» Exercise objective:
As soon as the line containing "self.0.insert(day_id.into(), template);" appears in the material below, start returning lines exactly, and end with the line containing "pub enum Commands".

» Material shown:
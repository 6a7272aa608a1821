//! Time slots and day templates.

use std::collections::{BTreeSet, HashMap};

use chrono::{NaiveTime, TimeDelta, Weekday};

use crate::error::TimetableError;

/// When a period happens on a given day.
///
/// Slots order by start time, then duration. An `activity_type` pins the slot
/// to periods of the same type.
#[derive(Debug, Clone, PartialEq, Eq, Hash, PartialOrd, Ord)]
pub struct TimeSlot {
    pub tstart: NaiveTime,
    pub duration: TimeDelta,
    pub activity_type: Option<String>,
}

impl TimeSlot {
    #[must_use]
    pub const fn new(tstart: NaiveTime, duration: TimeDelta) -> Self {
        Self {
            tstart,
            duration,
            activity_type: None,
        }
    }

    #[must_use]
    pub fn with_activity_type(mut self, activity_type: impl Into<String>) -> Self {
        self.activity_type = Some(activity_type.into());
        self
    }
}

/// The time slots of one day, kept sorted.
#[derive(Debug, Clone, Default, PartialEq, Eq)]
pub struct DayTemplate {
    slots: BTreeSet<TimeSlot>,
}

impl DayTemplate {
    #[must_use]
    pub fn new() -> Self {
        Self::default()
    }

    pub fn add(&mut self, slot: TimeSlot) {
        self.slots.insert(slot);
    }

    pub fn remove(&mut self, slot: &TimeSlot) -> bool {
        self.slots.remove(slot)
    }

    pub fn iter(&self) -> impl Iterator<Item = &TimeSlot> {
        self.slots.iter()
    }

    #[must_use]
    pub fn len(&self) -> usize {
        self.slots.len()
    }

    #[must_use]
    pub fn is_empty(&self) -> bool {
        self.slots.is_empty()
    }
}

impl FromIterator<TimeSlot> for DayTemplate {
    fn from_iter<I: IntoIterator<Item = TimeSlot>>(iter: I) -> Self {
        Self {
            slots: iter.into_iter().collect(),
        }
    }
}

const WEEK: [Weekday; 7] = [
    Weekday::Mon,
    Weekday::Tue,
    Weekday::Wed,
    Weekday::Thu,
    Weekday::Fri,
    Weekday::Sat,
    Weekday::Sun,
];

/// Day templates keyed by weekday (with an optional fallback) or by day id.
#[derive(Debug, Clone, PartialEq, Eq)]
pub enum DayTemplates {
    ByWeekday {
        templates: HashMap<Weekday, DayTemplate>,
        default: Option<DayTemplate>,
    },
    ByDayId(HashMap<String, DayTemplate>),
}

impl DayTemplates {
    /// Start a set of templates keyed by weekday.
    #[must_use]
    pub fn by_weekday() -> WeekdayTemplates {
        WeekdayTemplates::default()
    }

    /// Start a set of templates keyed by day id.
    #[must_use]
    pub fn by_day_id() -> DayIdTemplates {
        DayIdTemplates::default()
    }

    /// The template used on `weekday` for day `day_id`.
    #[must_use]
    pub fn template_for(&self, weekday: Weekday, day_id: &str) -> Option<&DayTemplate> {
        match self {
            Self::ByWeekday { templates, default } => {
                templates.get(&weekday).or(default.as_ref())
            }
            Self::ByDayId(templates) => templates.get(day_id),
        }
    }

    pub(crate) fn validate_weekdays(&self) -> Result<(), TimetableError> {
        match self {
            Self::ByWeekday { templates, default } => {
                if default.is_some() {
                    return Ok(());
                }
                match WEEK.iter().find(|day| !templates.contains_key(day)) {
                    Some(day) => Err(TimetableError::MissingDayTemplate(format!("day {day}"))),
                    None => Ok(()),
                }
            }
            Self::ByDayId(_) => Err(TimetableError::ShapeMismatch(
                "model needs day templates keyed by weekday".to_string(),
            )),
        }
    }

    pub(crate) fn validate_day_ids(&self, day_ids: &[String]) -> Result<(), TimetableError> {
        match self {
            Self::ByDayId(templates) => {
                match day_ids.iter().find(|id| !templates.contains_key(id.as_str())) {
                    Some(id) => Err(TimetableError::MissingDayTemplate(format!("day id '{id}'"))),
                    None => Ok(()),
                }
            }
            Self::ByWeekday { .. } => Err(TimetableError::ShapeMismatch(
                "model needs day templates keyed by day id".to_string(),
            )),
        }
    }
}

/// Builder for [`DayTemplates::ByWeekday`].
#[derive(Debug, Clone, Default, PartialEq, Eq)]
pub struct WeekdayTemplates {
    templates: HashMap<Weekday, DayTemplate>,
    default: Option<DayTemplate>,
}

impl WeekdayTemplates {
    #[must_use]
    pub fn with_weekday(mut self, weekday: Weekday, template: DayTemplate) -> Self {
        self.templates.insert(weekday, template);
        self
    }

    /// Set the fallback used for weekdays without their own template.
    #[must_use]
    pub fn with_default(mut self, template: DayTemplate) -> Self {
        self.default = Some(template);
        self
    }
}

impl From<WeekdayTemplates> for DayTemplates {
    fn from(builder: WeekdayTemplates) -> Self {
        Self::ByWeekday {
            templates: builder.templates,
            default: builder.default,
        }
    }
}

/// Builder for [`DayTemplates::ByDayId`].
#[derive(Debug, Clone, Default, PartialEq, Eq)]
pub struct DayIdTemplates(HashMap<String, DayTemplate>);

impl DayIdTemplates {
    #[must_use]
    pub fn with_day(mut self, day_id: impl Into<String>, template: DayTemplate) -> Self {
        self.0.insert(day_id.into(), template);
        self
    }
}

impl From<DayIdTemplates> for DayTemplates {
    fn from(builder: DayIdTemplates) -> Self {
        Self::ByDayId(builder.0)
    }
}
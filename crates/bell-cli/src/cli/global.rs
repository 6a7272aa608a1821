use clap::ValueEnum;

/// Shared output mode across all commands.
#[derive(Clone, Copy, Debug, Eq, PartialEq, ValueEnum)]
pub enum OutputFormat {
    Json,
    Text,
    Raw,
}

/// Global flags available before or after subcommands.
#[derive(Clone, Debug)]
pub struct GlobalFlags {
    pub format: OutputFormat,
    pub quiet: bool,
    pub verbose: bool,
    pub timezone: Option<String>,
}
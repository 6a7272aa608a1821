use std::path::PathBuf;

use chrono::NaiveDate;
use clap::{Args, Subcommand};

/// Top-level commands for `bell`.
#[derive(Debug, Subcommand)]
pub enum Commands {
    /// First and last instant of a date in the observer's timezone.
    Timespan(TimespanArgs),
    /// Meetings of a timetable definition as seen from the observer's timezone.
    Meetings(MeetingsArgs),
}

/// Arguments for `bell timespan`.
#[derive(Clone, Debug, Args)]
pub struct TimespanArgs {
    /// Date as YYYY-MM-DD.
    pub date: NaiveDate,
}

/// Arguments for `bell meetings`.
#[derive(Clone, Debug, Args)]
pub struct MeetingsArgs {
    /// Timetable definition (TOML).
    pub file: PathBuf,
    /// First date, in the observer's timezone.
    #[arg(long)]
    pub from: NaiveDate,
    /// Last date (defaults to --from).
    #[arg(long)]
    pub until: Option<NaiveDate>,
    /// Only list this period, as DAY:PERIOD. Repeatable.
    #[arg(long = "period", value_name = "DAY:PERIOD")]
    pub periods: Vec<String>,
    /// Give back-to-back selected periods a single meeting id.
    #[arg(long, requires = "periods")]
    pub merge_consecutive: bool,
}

» Result of this task:
        self.0.insert(day_id.into(), template);
        self
    }
}

impl From<DayIdTemplates> for DayTemplates {
    fn from(builder: DayIdTemplates) -> Self {
        Self::ByDayId(builder.0)
    }
}
filename crates/bell-cli/src/cli/global.rs
repository 6a7272aa608a1821
use clap::ValueEnum;

/// Shared output mode across all commands.
#[derive(Clone, Copy, Debug, Eq, PartialEq, ValueEnum)]
pub enum OutputFormat {
    Json,
    Text,
    Raw,
}

/// Global flags available before or after subcommands.
#[derive(Clone, Debug)]
pub struct GlobalFlags {
    pub format: OutputFormat,
    pub quiet: bool,
    pub verbose: bool,
    pub timezone: Option<String>,
}
repository 6a7272aa608a1821
use std::path::PathBuf;

use chrono::NaiveDate;
use clap::{Args, Subcommand};

/// Top-level commands for `bell`.
#[derive(Debug, Subcommand)]
pub enum Commands {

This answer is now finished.